I had another blog post planned for today, but I decided to put it off because over the weekend, I got three questions regarding the fires in the Amazon. People are concerned, mostly because of irresponsible articles like this one:
It’s the classic example of a story that is technically true but absurdly misleading. Indeed, the National Institute for Space Research has never seen the number of forest fires that it is currently seeing in the Amazon. However, as the article notes, that research program started in 2013. So yes, over the past six years, this is the worst year yet. However, if you just broaden your scope a bit, you will see that there is nothing unusual about this year.
While the National Institute for Space Research has only been collecting data about forest fires since 2013, researchers at the Global Fire Emissions Database have been studying them since 2003. That’s almost three times as long. What do their data tell us? Well, all you have to do is go here. It gives you a handy graph that shows you the total count of fires in the Amazon region by year.
To make it stand out, I thickened the green line, which represents this year. As you can see, this year is pretty much dead center compared to the past 16 years. If you go to the link itself, you can put your cursor over the year listed under the graph, and you can see each year clearly. If you do that, you will see that 2003-2007 were all worse than this year, with 2005 setting the record. The data are actually more detailed than this. You can click on areas of the Amazon region on the left part of the website and see data for each region. If you click on “Amazonas,” for example, you will see that a few days in 2019 did set the record in that region.
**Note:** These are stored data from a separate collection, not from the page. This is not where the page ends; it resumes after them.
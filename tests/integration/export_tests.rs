//! Integration tests for exporting extracted listings

use job_harvest::extract::extract_listings;
use job_harvest::output::{export_records, OutputFormat, COLUMNS};
use job_harvest::ListingRecord;

const RESULTS_PAGE: &str = r#"
<html><body>
  <div data-testid="result">
    <h2 data-testid="title">Senior Software Developer</h2>
    <span data-testid="company-name">Acme Corp</span>
    <div data-testid="text-location">Toronto, ON</div>
    <a href="/rc/clk?jk=e1">View</a>
    <div data-testid="attribute-salary">CA$90,000 - CA$110,000 a year</div>
    <div data-testid="attribute-snippet"><span>Full-time</span><span>Hybrid work</span></div>
    <span data-testid="taxonomy-item">Engineering</span>
    <span data-testid="taxonomy-item">Backend</span>
  </div>
  <div data-testid="result">
    <h2 data-testid="title">Support Analyst</h2>
    <a href="/viewjob?jk=e2">View</a>
  </div>
</body></html>
"#;

fn records() -> Vec<ListingRecord> {
    extract_listings(RESULTS_PAGE, "https://example.com/jobs?q=dev&start=0")
}

#[test]
fn test_json_export_reads_back() {
    let dir = tempfile::tempdir().unwrap();
    let path = dir.path().join("out/listings.json");
    let records = records();

    export_records(&records, OutputFormat::Json, &path).unwrap();

    let content = std::fs::read_to_string(&path).unwrap();
    let parsed: Vec<ListingRecord> = serde_json::from_str(&content).unwrap();
    assert_eq!(parsed, records);

    let value: serde_json::Value = serde_json::from_str(&content).unwrap();
    assert_eq!(value[0]["extractedSalary"]["currency"], "CAD");
    assert_eq!(value[0]["extractedSalary"]["cadence"], "yearly");
    assert_eq!(value[0]["remoteWorkModel"], "HYBRID");
    assert!(value[1]["extractedSalary"].is_null());
}

#[test]
fn test_csv_export_flattens_records() {
    let dir = tempfile::tempdir().unwrap();
    let path = dir.path().join("listings.csv");

    export_records(&records(), OutputFormat::Csv, &path).unwrap();

    let mut reader = csv::Reader::from_path(&path).unwrap();
    let headers = reader.headers().unwrap().clone();
    assert_eq!(headers.iter().collect::<Vec<_>>(), COLUMNS.to_vec());

    let column = |name: &str| headers.iter().position(|h| h == name).unwrap();
    let rows: Vec<csv::StringRecord> = reader.records().map(|r| r.unwrap()).collect();
    assert_eq!(rows.len(), 2);

    let first = &rows[0];
    assert_eq!(&first[column("jobKey")], "e1");
    assert_eq!(&first[column("normalizedTitle")], "Sr Software Engineer");
    assert_eq!(&first[column("extractedSalary.min")], "90000");
    assert_eq!(&first[column("extractedSalary.max")], "110000");
    assert_eq!(&first[column("jobTypeTags")], "Full-time|Hybrid work");
    assert_eq!(&first[column("taxonomyTags.label")], "Engineering|Backend");

    let second = &rows[1];
    assert_eq!(&second[column("jobKey")], "e2");
    assert_eq!(&second[column("company")], "");
    assert_eq!(&second[column("extractedSalary.min")], "");
}

#[test]
fn test_tsv_export_with_no_records() {
    let dir = tempfile::tempdir().unwrap();
    let path = dir.path().join("empty.tsv");

    export_records(&[], OutputFormat::Tsv, &path).unwrap();

    let content = std::fs::read_to_string(&path).unwrap();
    assert_eq!(content.lines().count(), 1);
    assert_eq!(content.trim_end(), COLUMNS.join("\t"));
}
//! Token-bucket rate limiting for outbound fetches
//!
//! The bucket holds up to `max_calls` tokens and refills continuously at
//! `max_calls / per` tokens per second. Refill is computed lazily on each
//! acquisition; there is no background timer.

use std::sync::Mutex;
use std::time::Duration;
use tokio::time::{sleep, Instant};

/// Shortest pause between two checks of an empty bucket
const MIN_WAIT: Duration = Duration::from_millis(10);

#[derive(Debug)]
struct Bucket {
    tokens: f64,
    last_refill: Instant,
}

/// Shared gate bounding the fetch rate
///
/// Callers serialize on one mutex guarding the token count and the last refill
/// instant. Waiters are not served in any particular order, but each one makes
/// progress once tokens become available.
#[derive(Debug)]
pub struct RateLimiter {
    capacity: f64,
    refill_per_sec: f64,
    bucket: Mutex<Bucket>,
}

impl RateLimiter {
    /// Creates a limiter allowing `max_calls` per `per` interval
    ///
    /// The bucket starts full. A zero `max_calls` is treated as one.
    pub fn new(max_calls: u32, per: Duration) -> Self {
        let capacity = f64::from(max_calls.max(1));
        let per_secs = per.as_secs_f64().max(f64::EPSILON);

        Self {
            capacity,
            refill_per_sec: capacity / per_secs,
            bucket: Mutex::new(Bucket {
                tokens: capacity,
                last_refill: Instant::now(),
            }),
        }
    }

    /// Creates a limiter allowing `requests` per minute
    pub fn per_minute(requests: u32) -> Self {
        Self::new(requests, Duration::from_secs(60))
    }

    /// Waits until a token is available, then consumes it
    pub async fn acquire(&self) {
        loop {
            let wait = match self.take_or_wait() {
                None => return,
                Some(wait) => wait,
            };

            tracing::trace!("Rate limiter empty, waiting {:?}", wait);
            sleep(wait).await;
        }
    }

    /// Consumes a token if one is available right now
    pub fn try_acquire(&self) -> bool {
        self.take_or_wait().is_none()
    }

    /// Takes a token, or returns how long to wait for the next one
    fn take_or_wait(&self) -> Option<Duration> {
        let mut bucket = self.bucket.lock().unwrap_or_else(|e| e.into_inner());

        let now = Instant::now();
        let elapsed = now.duration_since(bucket.last_refill).as_secs_f64();
        if elapsed > 0.0 {
            bucket.tokens = (bucket.tokens + elapsed * self.refill_per_sec).min(self.capacity);
            bucket.last_refill = now;
        }

        if bucket.tokens >= 1.0 {
            bucket.tokens -= 1.0;
            return None;
        }

        let needed = 1.0 - bucket.tokens;
        let wait = Duration::from_secs_f64(needed / self.refill_per_sec);
        Some(wait.max(MIN_WAIT))
    }
}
It’s probably worth noting that many of these fires are caused by people…deliberately. Natural forest fires don’t happen in the Amazon region very often. Most of the fires are being set to clear land for agriculture, and most of them are not in the heavily-forested regions. Also, while you might be worried about deforestation in general, you needn’t be. The latest research indicates the earth has been getting greener since 1982.
UPDATE (08/27/2019): It does seem that there is something unusual happening in the Amazon right now. According to this source:
…the fires were at average levels through to mid August, and then there was a huge uptick.
Why was that? Seems that it started when the farmers in the state of Para declared a “‘dia do fogo,'” or “day of fire” on August 10th. They said they did this in order to show to Bolsonaro that they want to work and that the only way to clear pastures for them to work was with fire (report in Portuguese here), This was spectacularly “successful” and there was an immediate increase in fires which continued through the following weeks.
So there is unusual fire activity right now – more than the standard land-clearing fires for agricultural use. The added fires are the result of political protests.